We are an Engineering and IT Recruitment agency tasked with staffing a Computer Vision Engineer for one of our clients. Our client is a fast-growing robotics company developing highly mobile, intelligent robots capable of advanced manipulation and autonomous operation in complex environments. Their mission is to solve some of the toughest challenges in robotics—creating systems that can work alongside humans, adapt to dynamic spaces, and improve safety, efficiency, and quality of life in industries ranging from logistics and manufacturing to disaster response and healthcare.
With a strong emphasis on real-world deployment, AI-enabled autonomy, and cutting-edge hardware design, this team is seeking a Computer Vision Engineer to help develop perception systems that enable their robots to see, interpret, and interact with the world around them.
Typical Duties and Responsibilities
As a Computer Vision Engineer, you’ll join a collaborative team of perception and autonomy specialists building the visual intelligence layer of robotic systems. You’ll work at the intersection of software, sensors, and machine learning, building robust systems that support object detection, pose estimation, semantic segmentation, and 3D scene understanding.
Key Responsibilities Include:
- Design and implement real-time computer vision algorithms for object recognition, tracking, segmentation, and SLAM (Simultaneous Localization and Mapping)

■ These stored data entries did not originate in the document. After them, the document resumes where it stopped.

//! Availability blocks: half-open runs of slots on one day.

use serde::{Deserialize, Serialize};
use std::ops::Range;
use uuid::Uuid;

use super::slot::{Day, TimeOfDay};
use crate::error::ValidationError;

/// One availability block `[start_time, end_time)` on `day`.
///
/// Serialized as `{ "id", "day", "startTime", "endTime" }`. Blocks are never
/// edited in place; a changed range is a removal plus a new block with a new id.
#[derive(Debug, Clone, PartialEq, Eq, Hash, Serialize, Deserialize)]
#[serde(rename_all = "camelCase", try_from = "IntervalRecord")]
pub struct Interval {
    pub id: String,
    pub day: Day,
    pub start_time: TimeOfDay,
    pub end_time: TimeOfDay,
}

impl Interval {
    /// Create a block with a freshly generated id.
    ///
    /// # Panics
    ///
    /// Panics if `start >= end`; callers validate ranges first.
    pub fn new(day: Day, start: TimeOfDay, end: TimeOfDay) -> Self {
        Self::with_id(Uuid::new_v4().to_string(), day, start, end)
    }

    /// # Panics
    ///
    /// Panics if `start >= end`.
    pub fn with_id(id: impl Into<String>, day: Day, start: TimeOfDay, end: TimeOfDay) -> Self {
        assert!(start < end, "empty interval {start}-{end} on {day}");
        Self {
            id: id.into(),
            day,
            start_time: start,
            end_time: end,
        }
    }

    /// Build from slot boundaries (`0..=48`).
    pub fn from_slots(day: Day, start_slot: usize, end_slot: usize) -> Self {
        Self::new(
            day,
            TimeOfDay::from_boundary(start_slot),
            TimeOfDay::from_boundary(end_slot),
        )
    }

    pub fn start_slot(&self) -> usize {
        self.start_time.boundary()
    }

    pub fn end_slot(&self) -> usize {
        self.end_time.boundary()
    }

    /// Covered cell indices.
    pub fn slots(&self) -> Range<usize> {
        self.start_slot()..self.end_slot()
    }

    pub fn contains_slot(&self, day: Day, slot: usize) -> bool {
        self.day == day && self.slots().contains(&slot)
    }

    pub fn duration_minutes(&self) -> u32 {
        self.end_time.minutes() - self.start_time.minutes()
    }

    /// Half-open intersection test against another range on `day`.
    /// Touching ranges do not intersect.
    pub fn intersects(&self, day: Day, start: TimeOfDay, end: TimeOfDay) -> bool {
        self.day == day && start < self.end_time && self.start_time < end
    }

    /// `(day, start, end)` identity, ignoring the id.
    pub fn range_key(&self) -> (Day, TimeOfDay, TimeOfDay) {
        (self.day, self.start_time, self.end_time)
    }
}

/// Unchecked wire shape, validated on conversion.
#[derive(Deserialize)]
#[serde(rename_all = "camelCase")]
struct IntervalRecord {
    id: String,
    day: Day,
    start_time: TimeOfDay,
    end_time: TimeOfDay,
}

impl TryFrom<IntervalRecord> for Interval {
    type Error = ValidationError;

    fn try_from(r: IntervalRecord) -> Result<Self, Self::Error> {
        if r.start_time >= r.end_time {
            return Err(ValidationError::InvalidValue {
                field: "endTime".into(),
                message: format!(
                    "block {} ends at {} which is not after its start {}",
                    r.id, r.end_time, r.start_time
                ),
            });
        }
        Ok(Self {
            id: r.id,
            day: r.day,
            start_time: r.start_time,
            end_time: r.end_time,
        })
    }
}

/// Sort blocks into canonical day-then-start order.
pub fn sort_canonical(intervals: &mut [Interval]) {
    intervals.sort_by_key(|i| (i.day, i.start_time, i.end_time));
}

- Develop depth and multi-modal perception pipelines using RGB, stereo, LiDAR, and depth cameras
- Optimize models and vision pipelines for deployment on embedded platforms such as NVIDIA Jetson/Drive, Qualcomm Robotics RB5, or similar edge hardware
- Utilize deep learning frameworks (e.g., PyTorch, TensorFlow) to develop and train custom CNNs and vision transformers for perception tasks
- Integrate visual systems with robot control software via ROS/ROS2, ensuring robust data flow from camera input to autonomous decision-making modules
- Build tools and workflows for data collection, labeling, and validation using popular platforms such as CVAT, Supervisely, or Labelbox
- Conduct performance tuning, benchmarking, and model quantization to ensure low-latency performance in real-world robotics deployments
- Collaborate with mechanical, electrical, and autonomy teams to validate vision algorithms in simulation (e.g., Gazebo, Isaac Sim, Unity) and on physical hardware
- Support continuous integration and test automation for computer vision components in the robotics stack
Education
- Bachelor’s degree in Computer Science, Robotics, Electrical Engineering, or a related field is required
- Master’s degree or equivalent research experience preferred, especially in areas such as Computer Vision, Robotics, or Artificial Intelligence
Required Skills and Experience
- 3–5 years of hands-on experience developing computer vision solutions for robotics, embedded systems, or autonomous platforms
- Strong proficiency in Python and C++, with experience building real-time perception systems
- Practical experience with OpenCV, CUDA, and GStreamer, especially in latency-sensitive applications
- Familiarity with ROS or ROS2 for integrating vision algorithms into robotic systems
- Experience working with 3D sensors (e.g., Intel RealSense, Ouster, Velodyne, ZED) and multi-camera rigs
- Demonstrated ability to train, evaluate, and deploy models using TensorFlow, PyTorch, or Keras
- Understanding of geometric computer vision principles: camera calibration, epipolar geometry, depth estimation, optical flow
- Comfort working in Linux environments, including scripting, debugging, and hardware integration
- Experience with version control (Git), CI/CD pipelines, and modern software engineering best practices
Preferred Qualifications
- Experience with SLAM, multi-view geometry, or visual-inertial odometry (VIO)
- Background in 3D reconstruction, mesh generation, or point cloud registration using tools like PCL, Open3D, or Meshlab
- Exposure to robot simulation environments such as Gazebo, Isaac Sim, or Unity Robotics Hub
- Familiarity with hardware acceleration techniques (e.g., TensorRT, ONNX Runtime, or GPU-based inference optimization)
- Contributions to open-source robotics or vision libraries (e.g., OpenCV, ROS perception stack)
- Experience deploying models on edge platforms or embedded AI chipsets (Jetson Nano/Xavier, Coral Edge TPU, etc.)
- Prior work in real-world robotics deployments—especially in unstructured or dynamic environments (warehouses, construction, agriculture, etc.)